Problem statement: Please restate, exactly as written, the lines running from the beginning of the material through the line that has "the unit's new" in it.

Entries provided:
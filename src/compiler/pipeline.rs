// =============================================================================
// PIPELINE - One shader unit from text to emitted types
// =============================================================================
//
// UNIT FLOW:
// 1. Extract declarations (plus structs from shared type files)
// 2. Fold free uniforms into a synthetic `<FileStem>Uniforms` set
// 3. Resolve dependencies against the unit and the registry
// 4. Lay out every new aggregate
// 5. Check texture units and allocate block binding slots
// 6. Register identities
// 7. Emit artifacts for identities nobody generated yet
//
// Steps 1-5 touch no shared state. If emission fails, the unit's new
// aliases and its still-pending identities are rolled back; types whose
// artifacts were already written stay generated.

use std::collections::HashMap;
use std::path::{Path, PathBuf};
use std::sync::Arc;

use anyhow::Context;
use rayon::prelude::*;

use super::declaration::{DeclarationKind, TypeDeclaration, UniformDeclaration};
use super::emit::{emit_rust, to_pascal_case, EmittedType, SchemaBuilder};
use super::extract::{extract, extract_types, AnonymousBlock, ExtractWarning};
use super::layout::{compile_layout, LayoutDescriptor, StructLayout};
use super::registry::{Registration, TypeRegistry};
use super::resolve::resolve;
use crate::bindings::{assign_texture_units, BindingPointPool, SlotAllocator};
use crate::config::CompilerConfig;
use crate::error::CompileError;
use crate::sink::ArtifactSink;

/// Auxiliary type-only file whose structs are visible to a unit.
#[derive(Debug, Clone, PartialEq, Eq)]
pub struct SharedSource {
    pub key: String,
    pub text: String,
}

/// One shader file, already include-expanded.
#[derive(Debug, Clone, PartialEq, Eq)]
pub struct CompilationUnit {
    pub source_key: String,
    pub source: String,
    pub shared: Vec<SharedSource>,
}

impl CompilationUnit {
    pub fn new(source_key: impl Into<String>, source: impl Into<String>) -> Self {
        Self {
            source_key: source_key.into(),
            source: source.into(),
            shared: Vec::new(),
        }
    }

    /// Read a unit from disk, keyed by its path.
    pub fn from_path(path: impl AsRef<Path>) -> anyhow::Result<Self> {
        let path = path.as_ref();
        let source = std::fs::read_to_string(path)
            .with_context(|| format!("Failed to read shader source: {}", path.display()))?;
        Ok(Self::new(path.to_string_lossy().replace('\\', "/"), source))
    }

    pub fn with_shared(mut self, key: impl Into<String>, text: impl Into<String>) -> Self {
        self.shared.push(SharedSource {
            key: key.into(),
            text: text.into(),
        });
        self
    }
}

/// Result of compiling one unit.
#[derive(Debug, Clone, Default)]
pub struct CompiledUnit {
    pub source_key: String,
    /// Every type the unit declares, in dependency order, reused ones included.
    pub types: Vec<EmittedType>,
    /// Generated names this unit wrote artifacts for.
    pub generated: Vec<String>,
    pub warnings: Vec<ExtractWarning>,
    pub anonymous_blocks: Vec<AnonymousBlock>,
}

impl CompiledUnit {
    /// Type declared as `name` in this unit.
    pub fn get(&self, name: &str) -> Option<&EmittedType> {
        self.types.iter().find(|emitted| emitted.declared_name == name)
    }

    pub fn len(&self) -> usize {
        self.types.len()
    }

    pub fn is_empty(&self) -> bool {
        self.types.is_empty()
    }
}

/// `shaders/scene_lit.frag` -> `SceneLitUniforms`.
pub fn uniform_set_name(source_key: &str) -> String {
    let stem = Path::new(source_key)
        .file_stem()
        .and_then(|stem| stem.to_str())
        .unwrap_or(source_key);
    let stem = to_pascal_case(stem);
    if stem.is_empty() {
        "Uniforms".to_string()
    } else if stem.starts_with(|c: char| c.is_ascii_digit()) {
        format!("U{}Uniforms", stem)
    } else {
        format!("{}Uniforms", stem)
    }
}

fn uniform_set(source_key: &str, uniforms: &[UniformDeclaration]) -> Option<TypeDeclaration> {
    let first = uniforms.first()?;
    Some(TypeDeclaration {
        name: uniform_set_name(source_key),
        kind: DeclarationKind::UniformSet,
        fields: uniforms.iter().map(UniformDeclaration::as_field).collect(),
        attributes: Vec::new(),
        source: first.source.clone(),
    })
}

/// A declared type on its way to emission.
struct Planned {
    declaration: TypeDeclaration,
    descriptor: Option<Arc<LayoutDescriptor>>,
    layout: Arc<StructLayout>,
    content_hash: String,
}

pub struct ShaderCompiler {
    registry: Arc<TypeRegistry>,
    config: CompilerConfig,
}

impl ShaderCompiler {
    /// Fresh registry, seeded from the configured cache file when present.
    pub fn new(config: CompilerConfig) -> Self {
        let registry = TypeRegistry::from_config(&config.registry);
        if let Some(cache) = config.registry.cache_file.as_ref().filter(|path| path.exists()) {
            if let Err(err) = registry.load(cache) {
                log::warn!("Ignoring registry cache: {:#}", err);
            }
        }
        Self::with_registry(config, Arc::new(registry))
    }

    /// Share `registry` with other compilers.
    pub fn with_registry(config: CompilerConfig, registry: Arc<TypeRegistry>) -> Self {
        Self { registry, config }
    }

    pub fn registry(&self) -> &Arc<TypeRegistry> {
        &self.registry
    }

    pub fn config(&self) -> &CompilerConfig {
        &self.config
    }

    /// Compile one unit. Artifacts go to `sink`, block binding slots come
    /// from `allocator`.
    pub fn compile(
        &self,
        unit: &CompilationUnit,
        allocator: &mut dyn SlotAllocator,
        sink: &dyn ArtifactSink,
    ) -> Result<CompiledUnit, CompileError> {
        let source_key = unit.source_key.as_str();
        log::info!("Compiling {}", source_key);

        // Extract
        let extracted = extract(source_key, &unit.source)?;
        let mut declarations = Vec::new();
        for shared in &unit.shared {
            declarations.extend(extract_types(&shared.key, &shared.text)?);
        }
        declarations.extend(extracted.declarations);
        declarations.extend(uniform_set(source_key, &extracted.uniforms));

        // Resolve
        let resolution = resolve(source_key, declarations, &self.registry)?;

        // Lay out
        let mut nested: HashMap<String, Arc<StructLayout>> = HashMap::new();
        let mut planned: HashMap<String, Planned> = HashMap::new();
        for reused in &resolution.reused {
            nested.insert(reused.name.clone(), Arc::clone(&reused.descriptor.layout));
            if let Some(declaration) = &reused.declaration {
                planned.insert(
                    reused.name.clone(),
                    Planned {
                        declaration: declaration.clone(),
                        descriptor: Some(Arc::clone(&reused.descriptor)),
                        layout: Arc::clone(&reused.descriptor.layout),
                        content_hash: reused.descriptor.identity.content_hash.clone(),
                    },
                );
            }
        }
        for resolved in &resolution.order {
            let layout = Arc::new(compile_layout(
                &resolved.declaration,
                &resolved.content_hash,
                &nested,
            )?);
            debug_assert!(layout.validate().is_ok(), "{:?}", layout.validate());
            nested.insert(resolved.declaration.name.clone(), Arc::clone(&layout));
            planned.insert(
                resolved.declaration.name.clone(),
                Planned {
                    declaration: resolved.declaration.clone(),
                    descriptor: None,
                    layout,
                    content_hash: resolved.content_hash.clone(),
                },
            );
        }

        // Dependency order; every declared name landed in exactly one wave
        let ordered: Vec<&Planned> = resolution
            .waves
            .iter()
            .flatten()
            .filter_map(|name| planned.get(name))
            .collect();

        // Texture units and binding slots
        let max_units = self.config.bindings.max_texture_units;
        let mut slots: HashMap<&str, u32> = HashMap::new();
        for plan in &ordered {
            match &plan.declaration.kind {
                DeclarationKind::UniformSet => {
                    assign_texture_units(&plan.layout.fields, max_units)?;
                }
                DeclarationKind::UniformBlock { binding_slot, .. } => {
                    let slot = allocator.allocate(*binding_slot)?;
                    log::debug!("{}: block `{}` bound to slot {}", source_key, plan.declaration.name, slot);
                    slots.insert(plan.declaration.name.as_str(), slot);
                }
                DeclarationKind::Struct => {}
            }
        }

        // Register
        let registrations: Vec<Registration> = ordered
            .iter()
            .map(|plan| self.registry.register(&plan.declaration, &plan.content_hash))
            .collect();

        let compiled = CompiledUnit {
            source_key: source_key.to_string(),
            warnings: extracted.warnings,
            anonymous_blocks: extracted.anonymous_blocks,
            ..CompiledUnit::default()
        };
        match self.emit_unit(compiled, &ordered, &slots, sink) {
            Ok(compiled) => {
                log::info!(
                    "Compiled {}: {} types, {} generated",
                    source_key,
                    compiled.types.len(),
                    compiled.generated.len()
                );
                Ok(compiled)
            }
            Err(err) => {
                self.registry.roll_back(&registrations);
                Err(err)
            }
        }
    }

    /// Build schemas and write the artifacts nobody generated yet.
    fn emit_unit(
        &self,
        mut compiled: CompiledUnit,
        ordered: &[&Planned],
        slots: &HashMap<&str, u32>,
        sink: &dyn ArtifactSink,
    ) -> Result<CompiledUnit, CompileError> {
        let runtime_crate = self.config.output.runtime_crate.as_str();
        let mut builder = SchemaBuilder::new(&self.registry, self.config.bindings.max_texture_units);

        for plan in ordered {
            let name = plan.declaration.name.as_str();
            let identity = self
                .registry
                .identity_for_hash(&plan.content_hash)
                .ok_or_else(|| CompileError::UnresolvedType {
                    type_name: name.to_string(),
                    dependency: name.to_string(),
                })?;
            let descriptor = match &plan.descriptor {
                Some(descriptor) => Arc::clone(descriptor),
                None => Arc::new(LayoutDescriptor::new(identity.clone(), Arc::clone(&plan.layout))),
            };
            let schema = builder.build(&descriptor.layout)?;

            if plan.descriptor.is_none() && self.registry.begin_generation(&identity.persistent_id) {
                let source = emit_rust(&schema, runtime_crate);
                if let Err(err) = sink.write(&identity.generated_name, &source) {
                    self.registry.abandon_generation(&identity.persistent_id);
                    return Err(CompileError::Sink(err));
                }
                self.registry
                    .complete_generation(&identity.persistent_id, Arc::clone(&descriptor));
                log::debug!(
                    "{}: generated {} ({} bytes)",
                    compiled.source_key,
                    identity.generated_name,
                    descriptor.total_size()
                );
                compiled.generated.push(identity.generated_name.clone());
            }

            compiled.types.push(EmittedType {
                declared_name: name.to_string(),
                artifact_key: identity.generated_name.clone(),
                identity,
                descriptor,
                schema,
                binding_slot: slots.get(name).copied(),
            });
        }
        Ok(compiled)
    }

    /// Compile independent units in parallel, each with its own binding
    /// pool. Units that failed only because a type from another unit was
    /// not generated yet are retried until no further unit succeeds.
    pub fn compile_all(
        &self,
        units: &[CompilationUnit],
        sink: &dyn ArtifactSink,
    ) -> Vec<Result<CompiledUnit, CompileError>> {
        let compile = |unit: &CompilationUnit| {
            let mut pool = BindingPointPool::new(self.config.bindings.max_binding_points);
            self.compile(unit, &mut pool, sink)
        };

        let mut results: Vec<Result<CompiledUnit, CompileError>> = units.par_iter().map(compile).collect();

        loop {
            let waiting: Vec<usize> = results
                .iter()
                .enumerate()
                .filter(|(_, result)| matches!(result, Err(CompileError::UnknownType { .. })))
                .map(|(index, _)| index)
                .collect();
            if waiting.is_empty() {
                break;
            }
            let retried: Vec<(usize, Result<CompiledUnit, CompileError>)> = waiting
                .par_iter()
                .map(|&index| (index, compile(&units[index])))
                .collect();
            let progressed = retried.iter().any(|(_, result)| result.is_ok());
            for (index, result) in retried {
                results[index] = result;
            }
            if !progressed {
                break;
            }
        }

        for (unit, result) in units.iter().zip(&results) {
            if let Err(err) = result {
                log::error!(
                    "Failed to compile {} [{}]: {}",
                    unit.source_key,
                    err.type_names().join(", "),
                    err
                );
            }
        }
        results
    }

    /// Recompile changed files, e.g. from `ShaderWatcher::drain_changed`.
    pub fn compile_paths(
        &self,
        paths: &[PathBuf],
        sink: &dyn ArtifactSink,
    ) -> anyhow::Result<Vec<Result<CompiledUnit, CompileError>>> {
        let units = paths
            .iter()
            .map(CompilationUnit::from_path)
            .collect::<anyhow::Result<Vec<_>>>()?;
        Ok(self.compile_all(&units, sink))
    }

    /// Write the registry to the configured cache file, if any.
    pub fn save_registry(&self) -> anyhow::Result<()> {
        match &self.config.registry.cache_file {
            Some(path) => self.registry.save(path),
            None => Ok(()),
        }
    }
}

Exercise answer:
filename src/compiler/pipeline.rs
// =============================================================================
// PIPELINE - One shader unit from text to emitted types
// =============================================================================
//
// UNIT FLOW:
// 1. Extract declarations (plus structs from shared type files)
// 2. Fold free uniforms into a synthetic `<FileStem>Uniforms` set
// 3. Resolve dependencies against the unit and the registry
// 4. Lay out every new aggregate
// 5. Check texture units and allocate block binding slots
// 6. Register identities
// 7. Emit artifacts for identities nobody generated yet
//
// Steps 1-5 touch no shared state. If emission fails, the unit's new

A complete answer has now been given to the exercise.